[Material supplied — start]

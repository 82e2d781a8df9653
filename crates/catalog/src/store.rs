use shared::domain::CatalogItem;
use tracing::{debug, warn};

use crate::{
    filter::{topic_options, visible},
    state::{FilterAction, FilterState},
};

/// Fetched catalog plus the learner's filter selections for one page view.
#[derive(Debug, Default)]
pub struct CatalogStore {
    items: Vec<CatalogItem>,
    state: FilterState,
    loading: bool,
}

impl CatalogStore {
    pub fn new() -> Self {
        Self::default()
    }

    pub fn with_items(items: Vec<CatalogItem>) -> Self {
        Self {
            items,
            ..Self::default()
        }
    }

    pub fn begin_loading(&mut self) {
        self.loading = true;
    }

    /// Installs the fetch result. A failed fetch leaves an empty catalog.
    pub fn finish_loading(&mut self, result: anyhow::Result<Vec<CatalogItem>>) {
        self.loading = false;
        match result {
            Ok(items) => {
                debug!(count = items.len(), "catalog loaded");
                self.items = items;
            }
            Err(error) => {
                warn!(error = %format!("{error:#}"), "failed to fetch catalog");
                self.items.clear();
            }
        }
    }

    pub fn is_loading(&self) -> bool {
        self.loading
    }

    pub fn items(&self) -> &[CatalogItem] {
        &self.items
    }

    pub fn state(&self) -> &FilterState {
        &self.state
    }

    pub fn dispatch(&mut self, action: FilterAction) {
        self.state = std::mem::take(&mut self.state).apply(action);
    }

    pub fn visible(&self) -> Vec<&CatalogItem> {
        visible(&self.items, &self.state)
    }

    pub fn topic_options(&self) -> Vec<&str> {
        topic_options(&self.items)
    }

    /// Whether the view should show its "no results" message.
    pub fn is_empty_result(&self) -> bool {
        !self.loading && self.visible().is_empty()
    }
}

[Material supplied — finish]

Exercise brief
Which of the lines above contain "visible"? Return them all.

Written response
    filter::{topic_options, visible},
    pub fn visible(&self) -> Vec<&CatalogItem> {
        visible(&self.items, &self.state)
        !self.loading && self.visible().is_empty()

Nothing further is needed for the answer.